For weeks, the newspapers have been full of speculation, analysing changes to the courses, checking weather forecasts, and scrutinising the riders’ form. Races before Opening Weekend are just preludes. At Omloop Het Nieuwsblad and Kuurne-Brussels-Kuurne, the cycling season begins for real. Every moment can be decisive.

That is what makes Belgium’s classic one-day races so exciting. There is no mountain in Flanders where the lightest, strongest rider can simply ride away from the pack. Instead, the peloton has to contend with flurries of short, steep climbs, cobblestones, and hundreds of corners on narrow farm roads. The odd forest or red-brick town offers little respite from the wind, which whips in off the North Sea, and can split the peloton at any second. It often rains and sometimes snows in Belgium in February and March.

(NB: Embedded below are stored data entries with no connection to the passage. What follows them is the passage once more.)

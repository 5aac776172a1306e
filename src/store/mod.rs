//! Remote configuration store abstraction
//!
//! Contract addresses, fee mirrors, payment records and entitlements live in a
//! document store. This module provides the trait the services depend on plus an
//! in-memory backend; [`firestore`] talks to Firestore over REST.
//!
//! Writes are upserts with merge semantics: nested maps are merged key by key and
//! everything else is replaced.

use crate::{PaymentError, Result};
use async_trait::async_trait;
use serde_json::{Map, Value};
use std::collections::{BTreeMap, HashMap};
use std::sync::Arc;
use tokio::sync::RwLock;

pub mod firestore;

pub use firestore::{FirestoreConfig, FirestoreStore};

/// A stored document
#[derive(Debug, Clone, PartialEq)]
pub struct Document {
    pub id: String,
    pub data: Value,
}

impl Document {
    pub fn new(id: impl Into<String>, data: Value) -> Self {
        Self {
            id: id.into(),
            data,
        }
    }

    /// Field lookup by dotted path segments
    pub fn field(&self, path: &[&str]) -> Option<&Value> {
        get_path(&self.data, path)
    }
}

/// Document store used for configuration and records
#[async_trait]
pub trait ConfigStore: Send + Sync {
    /// Fetch one document
    async fn get(&self, collection: &str, id: &str) -> Result<Option<Document>>;

    /// Documents whose `field` equals `value`
    async fn query_eq(&self, collection: &str, field: &str, value: &Value)
        -> Result<Vec<Document>>;

    /// All documents of a collection
    async fn list(&self, collection: &str) -> Result<Vec<Document>>;

    /// Upsert with merge semantics
    async fn set_merge(&self, collection: &str, id: &str, data: Value) -> Result<()>;
}

/// Follow `path` through nested objects
pub fn get_path<'a>(value: &'a Value, path: &[&str]) -> Option<&'a Value> {
    path.iter().try_fold(value, |current, key| current.get(*key))
}

/// Build `{"a": {"b": leaf}}` from `["a", "b"]`
pub fn nest(path: &[&str], leaf: Value) -> Value {
    path.iter().rev().fold(leaf, |inner, key| {
        let mut map = Map::new();
        map.insert((*key).to_string(), inner);
        Value::Object(map)
    })
}

/// Merge `patch` into `target`: objects recursively, other values replaced
pub fn deep_merge(target: &mut Value, patch: Value) {
    match (target, patch) {
        (Value::Object(existing), Value::Object(incoming)) => {
            for (key, value) in incoming {
                match existing.get_mut(&key) {
                    Some(slot) => deep_merge(slot, value),
                    None => {
                        existing.insert(key, value);
                    }
                }
            }
        }
        (slot, value) => *slot = value,
    }
}

type Collections = HashMap<String, BTreeMap<String, Value>>;

/// In-memory store
///
/// Data is lost when the process exits. Used by tests and by the gateway when no
/// remote store is configured.
#[derive(Debug, Clone, Default)]
pub struct InMemoryConfigStore {
    collections: Arc<RwLock<Collections>>,
    offline: Arc<std::sync::atomic::AtomicBool>,
}

impl InMemoryConfigStore {
    /// Create an empty store
    pub fn new() -> Self {
        Self::default()
    }

    /// Make every operation fail as if the backend were unreachable
    pub fn set_offline(&self, offline: bool) {
        self.offline
            .store(offline, std::sync::atomic::Ordering::SeqCst);
    }

    fn check_online(&self) -> Result<()> {
        if self.offline.load(std::sync::atomic::Ordering::SeqCst) {
            return Err(PaymentError::store("in-memory store is offline"));
        }
        Ok(())
    }
}

#[async_trait]
impl ConfigStore for InMemoryConfigStore {
    async fn get(&self, collection: &str, id: &str) -> Result<Option<Document>> {
        self.check_online()?;
        let collections = self.collections.read().await;
        Ok(collections
            .get(collection)
            .and_then(|docs| docs.get(id))
            .map(|data| Document::new(id, data.clone())))
    }

    async fn query_eq(
        &self,
        collection: &str,
        field: &str,
        value: &Value,
    ) -> Result<Vec<Document>> {
        self.check_online()?;
        let path: Vec<&str> = field.split('.').collect();
        let collections = self.collections.read().await;
        Ok(collections
            .get(collection)
            .map(|docs| {
                docs.iter()
                    .filter(|(_, data)| get_path(data, &path) == Some(value))
                    .map(|(id, data)| Document::new(id.clone(), data.clone()))
                    .collect()
            })
            .unwrap_or_default())
    }

    async fn list(&self, collection: &str) -> Result<Vec<Document>> {
        self.check_online()?;
        let collections = self.collections.read().await;
        Ok(collections
            .get(collection)
            .map(|docs| {
                docs.iter()
                    .map(|(id, data)| Document::new(id.clone(), data.clone()))
                    .collect()
            })
            .unwrap_or_default())
    }

    async fn set_merge(&self, collection: &str, id: &str, data: Value) -> Result<()> {
        self.check_online()?;
        let mut collections = self.collections.write().await;
        let slot = collections
            .entry(collection.to_string())
            .or_default()
            .entry(id.to_string())
            .or_insert_with(|| Value::Object(Map::new()));
        deep_merge(slot, data);
        Ok(())
    }
}

#[cfg(test)]
mod tests {
    use super::*;
    use serde_json::json;

    #[tokio::test]
    async fn test_get_missing_document() {
        let store = InMemoryConfigStore::new();
        assert!(store.get("settings", "paymentConfig").await.unwrap().is_none());
        assert!(store.list("settings").await.unwrap().is_empty());
    }

    #[tokio::test]
    async fn test_set_merge_is_deep() {
        let store = InMemoryConfigStore::new();
        store
            .set_merge(
                "settings",
                "paymentConfig",
                json!({"contracts": {"polygon": "0x01"}, "feePercentage": 50}),
            )
            .await
            .unwrap();
        store
            .set_merge(
                "settings",
                "paymentConfig",
                json!({"contracts": {"binance": "0x02"}, "feePercentage": 60}),
            )
            .await
            .unwrap();

        let doc = store.get("settings", "paymentConfig").await.unwrap().unwrap();
        assert_eq!(doc.field(&["contracts", "polygon"]), Some(&json!("0x01")));
        assert_eq!(doc.field(&["contracts", "binance"]), Some(&json!("0x02")));
        assert_eq!(doc.field(&["feePercentage"]), Some(&json!(60)));
    }

    #[tokio::test]
    async fn test_query_eq() {
        let store = InMemoryConfigStore::new();
        store
            .set_merge("instantJobsContracts", "polygon", json!({"network": "polygon"}))
            .await
            .unwrap();
        store
            .set_merge("instantJobsContracts", "binance", json!({"network": "binance"}))
            .await
            .unwrap();

        let hits = store
            .query_eq("instantJobsContracts", "network", &json!("binance"))
            .await
            .unwrap();
        assert_eq!(hits.len(), 1);
        assert_eq!(hits[0].id, "binance");
    }

    #[tokio::test]
    async fn test_offline_store_reports_unavailable() {
        let store = InMemoryConfigStore::new();
        store.set_offline(true);
        assert!(matches!(
            store.get("settings", "paymentConfig").await,
            Err(PaymentError::RemoteStoreUnavailable(_))
        ));
        store.set_offline(false);
        assert!(store.get("settings", "paymentConfig").await.is_ok());
    }

    #[test]
    fn test_clones_share_documents() {
        let store = InMemoryConfigStore::new();
        let handle = store.clone();
        tokio_test::block_on(async {
            handle
                .set_merge("payments", "p-1", json!({"status": "pending"}))
                .await
                .unwrap();
            let doc = store.get("payments", "p-1").await.unwrap().unwrap();
            assert_eq!(doc.field(&["status"]), Some(&json!("pending")));
        });
    }

    #[test]
    fn test_nest_and_get_path() {
        let value = nest(&["tokens", "polygon", "USDT"], json!("0xc2"));
        assert_eq!(get_path(&value, &["tokens", "polygon", "USDT"]), Some(&json!("0xc2")));
        assert_eq!(get_path(&value, &["tokens", "binance"]), None);
    }
}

There are countless ways to win a classic—and even more ways to lose one.

You can ride a perfect race and be the strongest rider left in the peloton, and then go the long way around one roundabout, reach the bottom of a hill a few spots too far back, and watch your chances disappear up a tractor track, as the riders in front of you come to a standstill. Maybe you do make it back, but after 200 kilometres of racing, every mistake you have made earlier will cost you. To have the strength you will need to win in the end, you need to stay in front, and to do that you need to throw caution to the wind from the moment the red flag drops and race into every corner like it’s your last one.

That takes guts, strength, and smarts. No one makes it to the finale of a classic on luck. The best riders are there time and time again. The champions sense what is going on at all times in the race and have the strength and savvy to drop their rivals at the exactly the right moment.

EF Education-EasyPost sports director Andreas Klier was that kind of rider. He won Belgian classics such as Gent-Wevelgem and finished on the podium at the Tour of Flanders.

"I loved when it was finally time to get things started in Belgium."

- Andreas Klier

“I loved when it was finally time to get things started in Belgium,” he says. “Getting to the start line, fighting in the cross winds, seeing the rain rush down on those narrow roads with the knowledge that if I was not in the top five going into a certain corner, the race was over… all gave me an extra kick, so I could go over my limits.”

Jens Keukeleire, Michael Valgren, Owain Doull, Ben Healy, Tom Scully, Julius van den Berg, and Łukasz Wiśniowski love the classics too. Michael won the Omloop in 2018. Łukasz was second that year, just behind him. Jens has won Nokere-Koerse and the Memorial Samyn. Owain finished second at Kuurne-Brussels-Kuurne in 2019. And we can always count on Tom and Julius to be there to take big pulls during the crucial moments of a race. They are our team for Opening Weekend.

Out in Flanders’ fields, the thwack, thwack, thwack of the TV helicopter’s rotors will signal that they are coming. Thousands of fans will push forward to the side of the road, singing and cheering and waving their yellow Lion of Flanders flags. Spring is on its way. The classics are here!

Go buy a case of your favourite Belgian beer or make a rice tart to enjoy during this weekend’s races. Watch out for our guys in pink.